Nous échangeons les points au début, faisant face à plusieurs zones. Cela nécessite nécessairement du temps d’adaptation de part et d’autres. À un certain point, c’était 4–4.
Par contre, ce joueur dominant jouait tous les points et un moment donné, les belles choses ont une fin. Il commence à faire plusieurs erreurs non provoquées.
Cela mènera à la fin de leurs chances face à notre équipe. On domine le reste de la partie pour l’emporter 10–7.
Conclusion du tournoi

Personne n’est sorti de ce tournoi avec de la satisfaction. Car notre objectif était un top 8. En terminant facilement 9è, nous avons prouvé que nous aurions pu faire mieux.
Or, cela représente la meilleure performance pour une équipe sherbrookoise, voire québécoise. Cette insatisfaction envers ce résultat, malgré des blessures importantes et un pool fort, prouve que notre groupe était spécial. Parce que compte tenu des circonstances, aucune équipe québécoise n’aurait tenu tête à ces équipes comme on l’a fait.
On termine le tournoi avec une fiche de 4 victoires et 2 défaites.
Une de ces deux défaites était contre les favoris du tournoi. Équipe qui a fini 2è. Ils ont donc perdu seulement contre les gagnants du tournoi.
L’autre défaite, c’était contre l’équipe qui a fini 5è. Cette équipe s’est faite éliminée en quart de finale par les éventuels champions. Ainsi, leurs seules défaites n’ont été que contre les médaillés d’or et d’argent. Ils ont remporté leur 5è place par la marque de 12–5. Ce n’était pas une mauvaise équipe.
Perdre contre ces 2 équipes, ce n’est pas décevant. C’est légèrement insatisfaisant car ça nous a sorti de notre objectif, mais lorsqu’on remet le tout en perspective, notre performance est plus que satisfaisante.
Car oui, on y était pour gagner. Au fond de nous, on espérait une médaille. Mais au bout du compte, lorsque l’on a créé ce groupe de joueur, c’était pour les amener à un plus haut niveau. De bien performer à ce tournoi aurait été un bonus, mais d’être insatisfait d’avoir perdu contre deux équipes top 5, c’est une preuve que cette édition des Barons du Séminaire de Sherbrooke était spéciale.

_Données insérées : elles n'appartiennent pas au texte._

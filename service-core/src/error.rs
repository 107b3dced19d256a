use axum::{
    Json,
    http::StatusCode,
    response::{IntoResponse, Response},
};
use serde::Serialize;
use thiserror::Error;

#[derive(Debug, Error)]
pub enum AppError {
    #[error("Not found: {0}")]
    NotFound(anyhow::Error),

    #[error("Internal server error: {0}")]
    InternalError(#[from] anyhow::Error),

    #[error("Service Unavailable")]
    ServiceUnavailable,

    #[error("Configuration error: {0}")]
    ConfigError(anyhow::Error),
}

impl From<config::ConfigError> for AppError {
    fn from(err: config::ConfigError) -> Self {
        AppError::ConfigError(anyhow::Error::new(err))
    }
}

impl From<std::io::Error> for AppError {
    fn from(err: std::io::Error) -> Self {
        AppError::InternalError(anyhow::Error::new(err))
    }
}

impl IntoResponse for AppError {
    fn into_response(self) -> Response {
        #[derive(Serialize)]
        struct ErrorResponse {
            error: String,
            #[serde(skip_serializing_if = "Option::is_none")]
            details: Option<String>,
        }

        let (status, error_message, details) = match self {
            AppError::NotFound(err) => (StatusCode::NOT_FOUND, err.to_string(), None),
            AppError::InternalError(err) => (
                StatusCode::INTERNAL_SERVER_ERROR,
                "Internal server error".to_string(),
                Some(format!("{:#?}", err)),
            ),
            AppError::ServiceUnavailable => (
                StatusCode::SERVICE_UNAVAILABLE,
                "Service unavailable".to_string(),
                None,
            ),
            AppError::ConfigError(err) => (
                StatusCode::INTERNAL_SERVER_ERROR,
                "Configuration error".to_string(),
                Some(err.to_string()),
            ),
        };

        (
            status,
            Json(ErrorResponse {
                error: error_message,
                details,
            }),
        )
            .into_response()
    }
}
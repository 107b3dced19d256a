use manifesto_service::config::ManifestoConfig;
use manifesto_service::startup::Application;
use service_core::observability::init_tracing;

#[tokio::main]
async fn main() -> anyhow::Result<()> {
    let config = ManifestoConfig::load().map_err(|e| {
        eprintln!("Failed to load configuration: {}", e);
        anyhow::anyhow!("Configuration error: {}", e)
    })?;

    init_tracing(
        "manifesto-service",
        &config.observability.log_level,
        config.observability.otlp_endpoint.as_deref(),
    )?;

    let app = Application::build(config).await.map_err(|e| {
        tracing::error!("Failed to build application: {}", e);
        anyhow::anyhow!("Startup error: {}", e)
    })?;

    app.run_until_stopped().await?;

    Ok(())
}
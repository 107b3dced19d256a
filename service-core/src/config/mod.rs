use crate::error::AppError;
use config::{Config as Cfg, File};
use serde::Deserialize;

/// Listener settings shared by every service.
#[derive(Debug, Deserialize, Clone)]
pub struct Config {
    #[serde(default = "default_host")]
    pub host: String,
    #[serde(default = "default_port")]
    pub port: u16,
}

fn default_host() -> String {
    "0.0.0.0".to_string()
}

fn default_port() -> u16 {
    5001
}

impl Default for Config {
    fn default() -> Self {
        Self {
            host: default_host(),
            port: default_port(),
        }
    }
}

impl Config {
    pub fn load() -> Result<Self, AppError> {
        dotenvy::dotenv().ok();

        let config = Cfg::builder()
            .add_source(File::with_name("configuration").required(false))
            .add_source(config::Environment::with_prefix("APP").separator("__"))
            .build()?;

        Ok(config.try_deserialize()?)
    }

    /// `host:port` string suitable for `TcpListener::bind`.
    pub fn address(&self) -> String {
        format!("{}:{}", self.host, self.port)
    }
}

#[cfg(test)]
mod tests {
    use super::*;

    #[test]
    fn defaults_listen_on_all_interfaces() {
        let config = Config::default();
        assert_eq!(config.address(), "0.0.0.0:5001");
    }

    #[test]
    fn missing_keys_fall_back_to_defaults() {
        let config: Config = Cfg::builder()
            .set_override("host", "127.0.0.1")
            .unwrap()
            .build()
            .unwrap()
            .try_deserialize()
            .unwrap();

        assert_eq!(config.host, "127.0.0.1");
        assert_eq!(config.port, 5001);
    }
}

Cette fois-ci, c’est vrai. Je ne coacherai plus les Barons.
J’ose espérer que mon passage ne sera pas passé inaperçu. J’ose également espérer que ces valeurs que j’ai véhiculé ne passeront pas inaperçu non plus.
Ces valeurs qui disent que ces joueurs doivent aimer ce sport avant de performer. Que ces jeunes doivent apprendre à se développer par eux-même, sur leur temps libre afin de devenir dominant. Que s’ils ne sont pas passionnés, ça n’arrivera pas.
Parce que oui, je les ai encadré. Oui, je les ai entraîné. Mais c’est eux qui ont décidé d’être dominants. C’est eux qui y ont mis le temps. Ce n’est pas avec 3 heures de pratique par semaine qu’ils ont appris. C’est en se lançant avec des amis, en visionnant des vidéos en ligne, en y pensant avant d’aller se coucher.
C’est à l’extérieur du terrain qu’on apprend. Parce que le ultimate n’est pas qu’un sport, c’est un style de vie.

Je n’ai rien fait au final. Je n’ai fait qu’éveiller une passion.